Several lasting musical partnerships were forged in the scene: Lisa Gerrard and Brendan Perry went on to achieve international fame as Dead Can Dance; members of the Jetsonnes regrouped to form Hunters & Collectors; Kim Beissel and Chris Astley joined the Melbourne incarnation of Crime & the City Solution; and the Serious Young Insects later became Boom Crash Opera. Zorros also formed out of an impromptu jam during one of the Champion Hotel's Little Band Nights in early 1980.
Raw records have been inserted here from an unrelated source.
// Copyright (c) AlphaVelocity.
// All rights reserved.
//
// This source code is licensed under the license found in the
// LICENSE file in the root directory of this source tree.

use crate::commands::open_state;
use crate::models::Expense;
use crate::store::KvStore;
use anyhow::{Result, bail};
use std::path::Path;

pub fn handle<S: KvStore>(store: &S, m: &clap::ArgMatches) -> Result<()> {
    match m.subcommand() {
        Some(("expenses", sub)) => {
            let state = open_state(store, sub)?;
            let fmt = sub.get_one::<String>("format").unwrap().to_lowercase();
            let out = sub.get_one::<String>("out").unwrap().trim();
            let n = export_expenses(state.expenses(), &fmt, Path::new(out))?;
            println!("Exported {} expense(s) to {}", n, out);
            Ok(())
        }
        _ => Ok(()),
    }
}

/// Oldest first. Returns the number of records written.
pub fn export_expenses(expenses: &[Expense], fmt: &str, out: &Path) -> Result<usize> {
    let mut items: Vec<&Expense> = expenses.iter().collect();
    items.sort_by(|a, b| a.timestamp.cmp(&b.timestamp));

    match fmt {
        "csv" => {
            let mut wtr = csv::Writer::from_path(out)?;
            wtr.write_record([
                "id", "timestamp", "amount", "mode", "merchant", "category", "note", "quick",
                "synced",
            ])?;
            for e in &items {
                wtr.write_record([
                    e.id.clone(),
                    e.timestamp.to_rfc3339(),
                    e.amount.to_string(),
                    e.mode.to_string(),
                    e.merchant.clone(),
                    e.category.clone(),
                    e.note.clone().unwrap_or_default(),
                    e.quick.to_string(),
                    e.synced.to_string(),
                ])?;
            }
            wtr.flush()?;
        }
        "json" => {
            std::fs::write(out, serde_json::to_string_pretty(&items)?)?;
        }
        other => bail!("Unknown format: {} (use csv|json)", other),
    }
    Ok(items.len())
}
==Recordings and releases==
Alan Bamford collaborated with Max Robenstone, owner of Climax Records in Fitzroy, in paying for the pressing of Little Bands (1980), an EP featuring studio recordings by Morpions, Ronnie and the Rhythm Boys, The Take and Too Fat to Fit Through the Door. The first phase of the scene—up to the departure of the Calculators and Whirlywirld—was documented on an unreleased double LP, No Sin Like Dancing, that is catalogued in Clinton Walker's 1981 book Inner City Sound. Several little bands can also be found on the 1981 One Stop Shopping compilation curated by Severed Heads member Tom Ellard and released through Terse Tapes, as well as on issues of Fast Forward (1980–82), a cassette magazine founded and edited by Bruce Milne of Au Go Go Records. Bootleg copies of Alan Bamford's live recordings of the little bands are also known to exist.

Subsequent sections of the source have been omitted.